[[ Information open ]]

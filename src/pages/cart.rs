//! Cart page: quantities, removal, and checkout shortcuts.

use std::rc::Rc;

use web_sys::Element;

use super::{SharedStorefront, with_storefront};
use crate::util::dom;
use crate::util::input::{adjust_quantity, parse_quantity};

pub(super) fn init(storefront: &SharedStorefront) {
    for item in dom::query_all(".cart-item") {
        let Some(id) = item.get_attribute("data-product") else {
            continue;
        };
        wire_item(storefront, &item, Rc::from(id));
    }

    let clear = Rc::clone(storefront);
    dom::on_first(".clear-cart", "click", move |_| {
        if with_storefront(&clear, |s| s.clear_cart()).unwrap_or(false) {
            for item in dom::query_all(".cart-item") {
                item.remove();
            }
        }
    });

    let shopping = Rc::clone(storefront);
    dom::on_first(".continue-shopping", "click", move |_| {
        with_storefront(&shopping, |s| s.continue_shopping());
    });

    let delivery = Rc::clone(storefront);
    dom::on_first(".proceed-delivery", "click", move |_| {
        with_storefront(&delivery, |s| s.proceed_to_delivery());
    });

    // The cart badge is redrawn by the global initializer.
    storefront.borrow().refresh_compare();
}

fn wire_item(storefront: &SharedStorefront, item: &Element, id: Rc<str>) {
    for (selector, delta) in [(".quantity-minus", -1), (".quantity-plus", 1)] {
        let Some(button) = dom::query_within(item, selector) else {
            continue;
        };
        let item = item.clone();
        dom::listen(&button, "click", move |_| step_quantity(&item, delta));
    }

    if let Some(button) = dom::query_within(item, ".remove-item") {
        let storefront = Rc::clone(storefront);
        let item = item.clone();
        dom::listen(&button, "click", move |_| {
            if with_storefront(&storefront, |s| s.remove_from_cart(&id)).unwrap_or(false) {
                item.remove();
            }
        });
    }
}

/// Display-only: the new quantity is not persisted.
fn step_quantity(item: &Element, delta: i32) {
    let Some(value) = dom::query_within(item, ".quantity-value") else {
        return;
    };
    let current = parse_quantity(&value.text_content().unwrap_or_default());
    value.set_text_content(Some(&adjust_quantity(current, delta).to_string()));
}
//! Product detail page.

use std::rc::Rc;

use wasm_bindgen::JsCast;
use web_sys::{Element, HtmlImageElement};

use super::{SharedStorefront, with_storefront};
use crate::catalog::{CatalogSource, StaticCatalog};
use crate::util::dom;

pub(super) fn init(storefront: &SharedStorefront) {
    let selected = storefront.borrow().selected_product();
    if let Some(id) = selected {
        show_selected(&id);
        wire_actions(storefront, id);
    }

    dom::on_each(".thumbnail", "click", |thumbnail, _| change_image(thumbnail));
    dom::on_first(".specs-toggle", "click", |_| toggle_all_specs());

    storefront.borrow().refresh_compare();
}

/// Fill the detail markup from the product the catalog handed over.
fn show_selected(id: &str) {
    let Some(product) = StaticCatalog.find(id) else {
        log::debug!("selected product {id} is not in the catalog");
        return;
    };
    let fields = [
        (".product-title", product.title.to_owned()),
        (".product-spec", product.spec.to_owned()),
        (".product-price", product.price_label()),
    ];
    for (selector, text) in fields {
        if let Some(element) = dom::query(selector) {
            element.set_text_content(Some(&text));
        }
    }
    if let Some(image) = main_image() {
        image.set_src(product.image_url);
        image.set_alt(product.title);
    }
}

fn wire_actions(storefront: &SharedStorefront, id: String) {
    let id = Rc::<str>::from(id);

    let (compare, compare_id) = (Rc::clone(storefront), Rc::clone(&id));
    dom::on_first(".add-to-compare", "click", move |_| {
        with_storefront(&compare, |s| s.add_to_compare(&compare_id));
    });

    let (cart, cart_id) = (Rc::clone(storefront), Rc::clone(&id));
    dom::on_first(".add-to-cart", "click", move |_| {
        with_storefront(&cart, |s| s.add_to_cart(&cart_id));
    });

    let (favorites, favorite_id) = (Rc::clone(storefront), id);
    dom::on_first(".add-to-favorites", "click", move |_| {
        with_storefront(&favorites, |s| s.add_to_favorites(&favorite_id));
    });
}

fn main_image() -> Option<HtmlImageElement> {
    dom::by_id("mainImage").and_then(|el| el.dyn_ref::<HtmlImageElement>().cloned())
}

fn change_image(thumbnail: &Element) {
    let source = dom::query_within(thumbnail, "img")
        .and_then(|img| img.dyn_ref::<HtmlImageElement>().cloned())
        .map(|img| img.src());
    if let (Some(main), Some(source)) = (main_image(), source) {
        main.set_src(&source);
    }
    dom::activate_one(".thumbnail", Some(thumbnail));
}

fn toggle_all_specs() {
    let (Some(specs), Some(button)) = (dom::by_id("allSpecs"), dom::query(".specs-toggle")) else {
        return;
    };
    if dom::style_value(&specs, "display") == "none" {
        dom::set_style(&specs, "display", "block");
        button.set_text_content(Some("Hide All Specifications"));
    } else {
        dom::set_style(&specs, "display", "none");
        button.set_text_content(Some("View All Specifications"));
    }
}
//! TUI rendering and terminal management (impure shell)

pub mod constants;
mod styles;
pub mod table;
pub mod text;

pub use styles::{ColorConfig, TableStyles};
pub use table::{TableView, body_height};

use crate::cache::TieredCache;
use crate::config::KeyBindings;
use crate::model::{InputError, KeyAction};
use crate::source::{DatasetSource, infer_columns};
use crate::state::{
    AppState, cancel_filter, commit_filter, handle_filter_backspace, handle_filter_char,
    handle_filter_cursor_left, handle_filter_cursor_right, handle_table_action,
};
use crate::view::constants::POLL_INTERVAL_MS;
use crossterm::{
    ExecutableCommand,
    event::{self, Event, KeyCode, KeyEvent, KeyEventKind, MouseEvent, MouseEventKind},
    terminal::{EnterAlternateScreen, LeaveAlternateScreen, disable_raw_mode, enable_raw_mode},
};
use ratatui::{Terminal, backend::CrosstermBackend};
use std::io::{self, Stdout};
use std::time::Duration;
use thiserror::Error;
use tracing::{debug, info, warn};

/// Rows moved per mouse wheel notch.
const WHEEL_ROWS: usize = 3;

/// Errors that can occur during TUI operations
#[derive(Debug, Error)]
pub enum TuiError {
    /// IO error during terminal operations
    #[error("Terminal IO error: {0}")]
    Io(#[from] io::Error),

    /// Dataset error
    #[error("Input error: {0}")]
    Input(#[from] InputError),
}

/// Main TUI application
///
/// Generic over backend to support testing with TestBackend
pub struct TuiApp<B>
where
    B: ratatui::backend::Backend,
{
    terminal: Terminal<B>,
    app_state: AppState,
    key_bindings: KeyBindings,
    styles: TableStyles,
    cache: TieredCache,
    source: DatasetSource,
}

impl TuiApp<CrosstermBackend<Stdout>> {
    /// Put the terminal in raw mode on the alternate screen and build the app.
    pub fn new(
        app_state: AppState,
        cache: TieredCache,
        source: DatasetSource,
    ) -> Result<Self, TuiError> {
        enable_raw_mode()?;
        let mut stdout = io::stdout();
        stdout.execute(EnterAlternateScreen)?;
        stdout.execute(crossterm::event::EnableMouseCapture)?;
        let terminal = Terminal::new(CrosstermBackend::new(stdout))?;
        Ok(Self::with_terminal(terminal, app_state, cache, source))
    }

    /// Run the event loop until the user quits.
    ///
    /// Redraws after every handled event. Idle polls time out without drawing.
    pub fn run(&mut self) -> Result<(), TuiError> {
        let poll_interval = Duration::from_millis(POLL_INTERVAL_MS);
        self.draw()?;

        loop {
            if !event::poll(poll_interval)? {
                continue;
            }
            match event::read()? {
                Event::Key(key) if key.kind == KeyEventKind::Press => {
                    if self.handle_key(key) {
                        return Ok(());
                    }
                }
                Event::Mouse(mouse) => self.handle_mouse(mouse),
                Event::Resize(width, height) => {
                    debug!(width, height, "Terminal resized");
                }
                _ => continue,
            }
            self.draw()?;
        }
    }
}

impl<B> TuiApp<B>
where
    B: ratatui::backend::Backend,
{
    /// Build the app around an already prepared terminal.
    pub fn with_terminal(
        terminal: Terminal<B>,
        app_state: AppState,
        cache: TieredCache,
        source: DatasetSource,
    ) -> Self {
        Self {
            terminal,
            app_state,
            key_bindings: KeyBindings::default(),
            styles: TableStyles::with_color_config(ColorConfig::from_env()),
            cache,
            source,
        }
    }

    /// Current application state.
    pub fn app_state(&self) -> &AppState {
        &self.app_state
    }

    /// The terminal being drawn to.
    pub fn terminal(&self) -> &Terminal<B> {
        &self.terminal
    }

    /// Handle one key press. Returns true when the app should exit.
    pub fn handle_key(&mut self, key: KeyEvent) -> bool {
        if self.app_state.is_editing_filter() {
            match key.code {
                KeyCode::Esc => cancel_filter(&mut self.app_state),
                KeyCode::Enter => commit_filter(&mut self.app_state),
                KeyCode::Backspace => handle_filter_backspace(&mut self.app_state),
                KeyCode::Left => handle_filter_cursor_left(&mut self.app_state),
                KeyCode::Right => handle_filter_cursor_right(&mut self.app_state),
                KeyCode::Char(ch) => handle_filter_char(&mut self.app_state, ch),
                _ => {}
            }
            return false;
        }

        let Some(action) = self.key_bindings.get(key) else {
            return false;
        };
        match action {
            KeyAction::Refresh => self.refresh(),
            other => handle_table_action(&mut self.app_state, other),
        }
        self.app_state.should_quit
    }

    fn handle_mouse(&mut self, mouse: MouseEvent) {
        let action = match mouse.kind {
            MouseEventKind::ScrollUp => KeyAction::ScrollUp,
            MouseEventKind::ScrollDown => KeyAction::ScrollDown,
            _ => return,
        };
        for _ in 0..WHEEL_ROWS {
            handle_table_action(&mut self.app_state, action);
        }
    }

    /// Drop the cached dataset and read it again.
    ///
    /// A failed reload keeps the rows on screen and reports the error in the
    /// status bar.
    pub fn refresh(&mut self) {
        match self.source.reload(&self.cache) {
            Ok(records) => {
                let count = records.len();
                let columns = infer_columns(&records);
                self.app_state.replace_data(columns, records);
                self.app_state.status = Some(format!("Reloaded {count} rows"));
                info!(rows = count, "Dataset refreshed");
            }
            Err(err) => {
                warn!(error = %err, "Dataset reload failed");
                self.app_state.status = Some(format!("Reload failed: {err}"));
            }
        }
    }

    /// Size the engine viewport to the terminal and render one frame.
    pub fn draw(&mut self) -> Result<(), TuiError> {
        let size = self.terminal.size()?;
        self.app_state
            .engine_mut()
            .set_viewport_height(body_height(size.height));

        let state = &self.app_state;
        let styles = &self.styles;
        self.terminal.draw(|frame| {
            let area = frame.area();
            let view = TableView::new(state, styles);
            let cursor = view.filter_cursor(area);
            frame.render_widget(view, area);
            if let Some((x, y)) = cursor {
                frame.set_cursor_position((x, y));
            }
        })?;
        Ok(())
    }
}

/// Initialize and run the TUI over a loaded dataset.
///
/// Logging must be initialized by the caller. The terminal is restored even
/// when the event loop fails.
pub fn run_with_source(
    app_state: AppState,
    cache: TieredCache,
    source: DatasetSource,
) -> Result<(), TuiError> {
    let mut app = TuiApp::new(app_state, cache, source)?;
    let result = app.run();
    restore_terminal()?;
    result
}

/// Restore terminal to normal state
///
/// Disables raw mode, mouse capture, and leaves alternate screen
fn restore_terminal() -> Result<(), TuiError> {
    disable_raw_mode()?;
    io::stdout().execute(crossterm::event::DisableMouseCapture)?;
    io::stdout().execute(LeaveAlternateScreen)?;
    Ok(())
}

[[ Information closed ]]

Problem to work on:
Sift the data above for lines with "detail", then copy each one.

Written response:
//! Product detail page.
/// Fill the detail markup from the product the catalog handed over.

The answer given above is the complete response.